Supplied data:
********************

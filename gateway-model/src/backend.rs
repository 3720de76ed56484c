use async_trait::async_trait;
use gateway_core::{GatewayError, Result};
use serde::{Deserialize, Serialize};
use std::sync::atomic::{AtomicBool, Ordering};
use std::sync::Arc;
use std::time::Duration;
use tokio::sync::Mutex;

/// Generation parameters accepted by a backend call. Mirrors the request
/// body fields of `/v1/generate`.
#[derive(Debug, Clone, Default, Serialize, Deserialize)]
pub struct GenerationParams {
    pub max_new_tokens: Option<u32>,
    pub temperature: Option<f32>,
    pub top_p: Option<f32>,
    pub top_k: Option<u32>,
    pub stop: Option<Vec<String>>,
}

impl GenerationParams {
    /// Clones `self` with temperature forced to 0, for the one-shot repair
    /// call.
    pub fn with_zero_temperature(&self) -> Self {
        let mut p = self.clone();
        p.temperature = Some(0.0);
        p
    }
}

/// A concrete object able to produce a completion for a prompt; local
/// (in-process weights) or remote (HTTP). `ensure_loaded`/`is_loaded` are
/// required methods with trivial default impls rather than optional duck-
/// typed hooks, so every backend is addressable uniformly by the registry.
#[async_trait]
pub trait ModelBackend: Send + Sync {
    fn model_id(&self) -> &str;

    async fn generate(&self, prompt: &str, params: &GenerationParams) -> Result<String>;

    /// Loads weights/establishes the connection. Idempotent: calling it
    /// again when already loaded is a no-op.
    async fn ensure_loaded(&self) -> Result<()> {
        Ok(())
    }

    /// Best-effort loaded status; backends that have nothing to load
    /// always report `true`.
    fn is_loaded(&self) -> bool {
        true
    }

    /// Short label used in `/v1/models` and readiness output (e.g. `"local"`, `"remote-http"`).
    fn backend_name(&self) -> &'static str;
}

/// Local, in-process backend. Does not pull in a real tensor/inference
/// stack (the teacher workspace excludes its own GPU-backed provider,
/// `adk-mistralrs`, from the default build for the same reason); instead
/// it exercises the full load lifecycle with a deterministic echo
/// completion, which is sufficient to test load-mode policy end to end.
pub struct LocalBackend {
    model_id: String,
    loaded: AtomicBool,
    load_lock: Mutex<()>,
}

impl LocalBackend {
    pub fn new(model_id: impl Into<String>) -> Self {
        Self { model_id: model_id.into(), loaded: AtomicBool::new(false), load_lock: Mutex::new(()) }
    }
}

#[async_trait]
impl ModelBackend for LocalBackend {
    fn model_id(&self) -> &str {
        &self.model_id
    }

    async fn generate(&self, prompt: &str, params: &GenerationParams) -> Result<String> {
        if !self.loaded.load(Ordering::Acquire) {
            return Err(GatewayError::LlmNotLoaded);
        }
        let max_tokens = params.max_new_tokens.unwrap_or(64);
        let echoed: String = prompt.split_whitespace().take(max_tokens as usize).collect::<Vec<_>>().join(" ");
        Ok(echoed)
    }

    async fn ensure_loaded(&self) -> Result<()> {
        let _guard = self.load_lock.lock().await;
        if self.loaded.load(Ordering::Acquire) {
            return Ok(());
        }
        // Stand-in for weight+tokenizer load. A real integration would
        // invoke the HF loader here.
        self.loaded.store(true, Ordering::Release);
        Ok(())
    }

    fn is_loaded(&self) -> bool {
        self.loaded.load(Ordering::Acquire)
    }

    fn backend_name(&self) -> &'static str {
        "local"
    }
}

/// Remote HTTP backend: holds a base URL and shared client with a fixed
/// timeout. Always considered "loaded" — there is no local residency to
/// track.
pub struct RemoteBackend {
    model_id: String,
    base_url: String,
    client: reqwest::Client,
}

#[derive(Serialize)]
struct RemoteRequest<'a> {
    prompt: &'a str,
    #[serde(flatten)]
    params: &'a GenerationParams,
}

#[derive(Deserialize)]
struct RemoteResponse {
    output: String,
}

impl RemoteBackend {
    pub fn new(model_id: impl Into<String>, base_url: impl Into<String>, timeout: Duration) -> Self {
        let client = reqwest::Client::builder()
            .timeout(timeout)
            .build()
            .expect("reqwest client builder never fails for this configuration");
        Self { model_id: model_id.into(), base_url: base_url.into(), client }
    }
}

#[async_trait]
impl ModelBackend for RemoteBackend {
    fn model_id(&self) -> &str {
        &self.model_id
    }

    async fn generate(&self, prompt: &str, params: &GenerationParams) -> Result<String> {
        let url = format!("{}/generate", self.base_url.trim_end_matches('/'));
        let body = RemoteRequest { prompt, params };
        let resp = self.client.post(&url).json(&body).send().await.map_err(|e| {
            if e.is_timeout() {
                GatewayError::UpstreamTimeout
            } else if e.is_connect() {
                GatewayError::UpstreamUnreachable
            } else {
                GatewayError::UpstreamRequestFailed
            }
        })?;

        if !resp.status().is_success() {
            return Err(GatewayError::UpstreamError);
        }

        let parsed: RemoteResponse = resp.json().await.map_err(|_| GatewayError::UpstreamBadResponse)?;
        Ok(parsed.output)
    }

    fn backend_name(&self) -> &'static str {
        "remote-http"
    }
}

pub type SharedBackend = Arc<dyn ModelBackend>;

#[cfg(test)]
mod tests {
    use super::*;

    #[tokio::test]
    async fn local_backend_rejects_generate_before_load() {
        let b = LocalBackend::new("m1");
        let err = b.generate("hi", &GenerationParams::default()).await.unwrap_err();
        assert_eq!(err.code(), "llm_not_loaded");
    }

    #[tokio::test]
    async fn local_backend_loads_then_generates() {
        let b = LocalBackend::new("m1");
        b.ensure_loaded().await.unwrap();
        assert!(b.is_loaded());
        let out = b.generate("hello world", &GenerationParams::default()).await.unwrap();
        assert_eq!(out, "hello world");
    }

    #[tokio::test]
    async fn ensure_loaded_is_idempotent() {
        let b = LocalBackend::new("m1");
        b.ensure_loaded().await.unwrap();
        b.ensure_loaded().await.unwrap();
        assert!(b.is_loaded());
    }
}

********************

Aim of the task:
Set down the listing above in full, please, exactly as it appears.

Task output:
filename gateway-model/src/backend.rs
repository 3720de76ed56484c
use async_trait::async_trait;
use gateway_core::{GatewayError, Result};
use serde::{Deserialize, Serialize};
use std::sync::atomic::{AtomicBool, Ordering};
use std::sync::Arc;
use std::time::Duration;
use tokio::sync::Mutex;

/// Generation parameters accepted by a backend call. Mirrors the request
/// body fields of `/v1/generate`.
#[derive(Debug, Clone, Default, Serialize, Deserialize)]
pub struct GenerationParams {
    pub max_new_tokens: Option<u32>,
    pub temperature: Option<f32>,
    pub top_p: Option<f32>,
    pub top_k: Option<u32>,
    pub stop: Option<Vec<String>>,
}

impl GenerationParams {
    /// Clones `self` with temperature forced to 0, for the one-shot repair
    /// call.
    pub fn with_zero_temperature(&self) -> Self {
        let mut p = self.clone();
        p.temperature = Some(0.0);
        p
    }
}

/// A concrete object able to produce a completion for a prompt; local
/// (in-process weights) or remote (HTTP). `ensure_loaded`/`is_loaded` are
/// required methods with trivial default impls rather than optional duck-
/// typed hooks, so every backend is addressable uniformly by the registry.
#[async_trait]
pub trait ModelBackend: Send + Sync {
    fn model_id(&self) -> &str;

    async fn generate(&self, prompt: &str, params: &GenerationParams) -> Result<String>;

    /// Loads weights/establishes the connection. Idempotent: calling it
    /// again when already loaded is a no-op.
    async fn ensure_loaded(&self) -> Result<()> {
        Ok(())
    }

    /// Best-effort loaded status; backends that have nothing to load
    /// always report `true`.
    fn is_loaded(&self) -> bool {
        true
    }

    /// Short label used in `/v1/models` and readiness output (e.g. `"local"`, `"remote-http"`).
    fn backend_name(&self) -> &'static str;
}

/// Local, in-process backend. Does not pull in a real tensor/inference
/// stack (the teacher workspace excludes its own GPU-backed provider,
/// `adk-mistralrs`, from the default build for the same reason); instead
/// it exercises the full load lifecycle with a deterministic echo
/// completion, which is sufficient to test load-mode policy end to end.
pub struct LocalBackend {
    model_id: String,
    loaded: AtomicBool,
    load_lock: Mutex<()>,
}

impl LocalBackend {
    pub fn new(model_id: impl Into<String>) -> Self {
        Self { model_id: model_id.into(), loaded: AtomicBool::new(false), load_lock: Mutex::new(()) }
    }
}

#[async_trait]
impl ModelBackend for LocalBackend {
    fn model_id(&self) -> &str {
        &self.model_id
    }

    async fn generate(&self, prompt: &str, params: &GenerationParams) -> Result<String> {
        if !self.loaded.load(Ordering::Acquire) {
            return Err(GatewayError::LlmNotLoaded);
        }
        let max_tokens = params.max_new_tokens.unwrap_or(64);
        let echoed: String = prompt.split_whitespace().take(max_tokens as usize).collect::<Vec<_>>().join(" ");
        Ok(echoed)
    }

    async fn ensure_loaded(&self) -> Result<()> {
        let _guard = self.load_lock.lock().await;
        if self.loaded.load(Ordering::Acquire) {
            return Ok(());
        }
        // Stand-in for weight+tokenizer load. A real integration would
        // invoke the HF loader here.
        self.loaded.store(true, Ordering::Release);
        Ok(())
    }

    fn is_loaded(&self) -> bool {
        self.loaded.load(Ordering::Acquire)
    }

    fn backend_name(&self) -> &'static str {
        "local"
    }
}

/// Remote HTTP backend: holds a base URL and shared client with a fixed
/// timeout. Always considered "loaded" — there is no local residency to
/// track.
pub struct RemoteBackend {
    model_id: String,
    base_url: String,
    client: reqwest::Client,
}

#[derive(Serialize)]
struct RemoteRequest<'a> {
    prompt: &'a str,
    #[serde(flatten)]
    params: &'a GenerationParams,
}

#[derive(Deserialize)]
struct RemoteResponse {
    output: String,
}

impl RemoteBackend {
    pub fn new(model_id: impl Into<String>, base_url: impl Into<String>, timeout: Duration) -> Self {
        let client = reqwest::Client::builder()
            .timeout(timeout)
            .build()
            .expect("reqwest client builder never fails for this configuration");
        Self { model_id: model_id.into(), base_url: base_url.into(), client }
    }
}

#[async_trait]
impl ModelBackend for RemoteBackend {
    fn model_id(&self) -> &str {
        &self.model_id
    }

    async fn generate(&self, prompt: &str, params: &GenerationParams) -> Result<String> {
        let url = format!("{}/generate", self.base_url.trim_end_matches('/'));
        let body = RemoteRequest { prompt, params };
        let resp = self.client.post(&url).json(&body).send().await.map_err(|e| {
            if e.is_timeout() {
                GatewayError::UpstreamTimeout
            } else if e.is_connect() {
                GatewayError::UpstreamUnreachable
            } else {
                GatewayError::UpstreamRequestFailed
            }
        })?;

        if !resp.status().is_success() {
            return Err(GatewayError::UpstreamError);
        }

        let parsed: RemoteResponse = resp.json().await.map_err(|_| GatewayError::UpstreamBadResponse)?;
        Ok(parsed.output)
    }

    fn backend_name(&self) -> &'static str {
        "remote-http"
    }
}

pub type SharedBackend = Arc<dyn ModelBackend>;

#[cfg(test)]
mod tests {
    use super::*;

    #[tokio::test]
    async fn local_backend_rejects_generate_before_load() {
        let b = LocalBackend::new("m1");
        let err = b.generate("hi", &GenerationParams::default()).await.unwrap_err();
        assert_eq!(err.code(), "llm_not_loaded");
    }

    #[tokio::test]
    async fn local_backend_loads_then_generates() {
        let b = LocalBackend::new("m1");
        b.ensure_loaded().await.unwrap();
        assert!(b.is_loaded());
        let out = b.generate("hello world", &GenerationParams::default()).await.unwrap();
        assert_eq!(out, "hello world");
    }

    #[tokio::test]
    async fn ensure_loaded_is_idempotent() {
        let b = LocalBackend::new("m1");
        b.ensure_loaded().await.unwrap();
        b.ensure_loaded().await.unwrap();
        assert!(b.is_loaded());
    }
}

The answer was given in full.